As we explore Paul’s letter to the Romans, I’d like to take you to one more place. Not the highest heavens and not the farthest seas. The place I’d like to take you is a hallway in an art gallery in Florence, Italy, the Galleria dell’ Accademia. The hall is called the Hall of Prisoners. Here voices are hushed. There is little to hear in this place, but there is much to see.
As you stand there, you are surrounded by four unfinished pieces of stone carvings. It is as if time stands still. An artist was working but stopped, leaving four pieces of marble incomplete. The edges are rough. The stone is misshapen. Yet, emerging from these blocks of stone are the beginnings of figures. Some have no faces. Others are missing various appendages, and yet you can clearly see the beginning of four figures. They are slaves. They are a work begun by Michelangelo but never finished. His work has been frozen in time.
What they once were, rough blocks of marble, is gone. What they will be, beautiful sculptures, is not yet there. We stand here in the hallway in the midst of an awkward moment where the past is not fully past and the future has not yet come. We can see the future slowly taking shape, and yet the past is painfully apparent, as figures appear before us trapped in the stone.
Paul’s words in Romans 8 invites us into a similar hallway. He asks us to see how we are caught right now in the middle of God’s greater vision and work. Paul begins by saying,
The sufferings of this present time are not worth comparing with the glory that is to be revealed to us.1
Suffering and glory held together in the moment. God had originally formed a beautiful creation, which has become a world is filled with suffering. Wherever one looks, one can see God’s fingerprint and was very good. Adam and Eve however, brought suffering into God’s creation. The beauty of creation was subjected to the bondage of decay.

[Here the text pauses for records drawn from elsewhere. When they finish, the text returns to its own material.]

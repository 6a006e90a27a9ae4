//! Configuration management with TOML, environment variables, and CLI overrides.

use anyhow::{Context, Result};
use serde::{Deserialize, Serialize};
use std::path::Path;
use tracing::debug;

/// Application configuration with layered loading.
#[derive(Debug, Clone, Serialize, Deserialize)]
pub struct Config {
    /// Marketplace base URL offer listings are fetched from
    #[serde(default = "default_base_url")]
    pub base_url: String,

    /// Condition filter passed to the offer listing (all, new, used, ...)
    #[serde(default = "default_condition")]
    pub condition: String,

    /// Proxy URL (e.g., socks5://host:port)
    #[serde(default)]
    pub proxy: Option<String>,

    /// Whole-request timeout in seconds
    #[serde(default = "default_timeout_secs")]
    pub timeout_secs: u64,

    /// Connect timeout in seconds
    #[serde(default = "default_connect_timeout_secs")]
    pub connect_timeout_secs: u64,

    /// Output format
    #[serde(default)]
    pub format: OutputFormat,
}

fn default_base_url() -> String {
    "https://www.amazon.com".to_string()
}

fn default_condition() -> String {
    "all".to_string()
}

fn default_timeout_secs() -> u64 {
    30
}

fn default_connect_timeout_secs() -> u64 {
    10
}

impl Default for Config {
    fn default() -> Self {
        Self {
            base_url: default_base_url(),
            condition: default_condition(),
            proxy: None,
            timeout_secs: default_timeout_secs(),
            connect_timeout_secs: default_connect_timeout_secs(),
            format: OutputFormat::Tsv,
        }
    }
}

impl Config {
    /// Creates a new default configuration.
    pub fn new() -> Self {
        Self::default()
    }

    /// Loads configuration from a TOML file.
    pub fn from_file(path: impl AsRef<Path>) -> Result<Self> {
        let path = path.as_ref();
        debug!("Loading config from: {}", path.display());

        let content = std::fs::read_to_string(path)
            .with_context(|| format!("Failed to read config file: {}", path.display()))?;

        toml::from_str(&content)
            .with_context(|| format!("Failed to parse config file: {}", path.display()))
    }

    /// Loads configuration with fallback to default locations.
    pub fn load(explicit_path: Option<&Path>) -> Result<Self> {
        // 1. Explicit path takes precedence
        if let Some(path) = explicit_path {
            return Self::from_file(path);
        }

        // 2. Try current directory
        let local_config = Path::new("config.toml");
        if local_config.exists() {
            debug!("Found config.toml in current directory");
            return Self::from_file(local_config);
        }

        // 3. Try XDG config directory
        if let Some(config_dir) = dirs::config_dir() {
            let xdg_config = config_dir.join("fba-lookup").join("config.toml");
            if xdg_config.exists() {
                debug!("Found config in XDG config directory");
                return Self::from_file(xdg_config);
            }
        }

        // 4. Return default config
        debug!("No config file found, using defaults");
        Ok(Self::default())
    }

    /// Applies environment variable overrides.
    pub fn with_env(mut self) -> Self {
        if let Ok(base_url) = std::env::var("FBA_BASE_URL") {
            self.base_url = base_url;
        }

        if let Ok(condition) = std::env::var("FBA_CONDITION") {
            self.condition = condition;
        }

        if let Ok(proxy) = std::env::var("FBA_PROXY") {
            self.proxy = Some(proxy);
        }

        if let Ok(timeout) = std::env::var("FBA_TIMEOUT") {
            if let Ok(t) = timeout.parse() {
                self.timeout_secs = t;
            }
        }

        self
    }
}

/// Output format for lookup results.
#[derive(Debug, Clone, Copy, Default, PartialEq, Eq, Serialize, Deserialize)]
#[serde(rename_all = "lowercase")]
pub enum OutputFormat {
    /// One tab-separated line
    #[default]
    Tsv,
    Json,
}

impl std::str::FromStr for OutputFormat {
    type Err = String;

    fn from_str(s: &str) -> Result<Self, Self::Err> {
        match s.to_lowercase().as_str() {
            "tsv" | "text" => Ok(OutputFormat::Tsv),
            "json" => Ok(OutputFormat::Json),
            _ => Err(format!("Unknown format: {}. Use: tsv, json", s)),
        }
    }
}

impl std::fmt::Display for OutputFormat {
    fn fmt(&self, f: &mut std::fmt::Formatter<'_>) -> std::fmt::Result {
        match self {
            OutputFormat::Tsv => write!(f, "tsv"),
            OutputFormat::Json => write!(f, "json"),
        }
    }
}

Such punishment was set in stone and only God could free His people. This is the glory that Paul shows us in Jesus Christ. The beginning, just the beginning, of eternal life. Jesus Christ is the promise of a new and never-ending life. God has begun His work. His work will not end, and like this glimpse of figures in stone we are not yet done, but it is only a matter of time before the full glory of God is revealed.
So Paul writes to the Romans to help them stand in that painful moment. His words come to us to help us here today. In Jesus we have been made children of God. This is sure and certain. His death has destroyed the power of sin for you and His resurrection has brought you the promise of a new creation.
Yet what we are is not fully seen2 and experienced in this world. Take a deep close look at God’s people, Paul says, and you will see a people, imprisoned, suffering and groaning.3 We want to be free. So we stand between the sufferings of this present world and the glory yet to come. In this place, the apostle Paul asks us to consider our situation and to trust in the work of the Holy Spirit.
To meditate on our situation is like taking a good close look at these figures of stone. If you look closely you will see that each of the figures Michelangelo carved is different. One is young. Another is older and bearded. One slowly awakens and another is busy working, bearing his burden in the heat of the day. While each of them is different, one thing remains the same. All of them are slaves. Young or old, working or sleeping, all are slaves.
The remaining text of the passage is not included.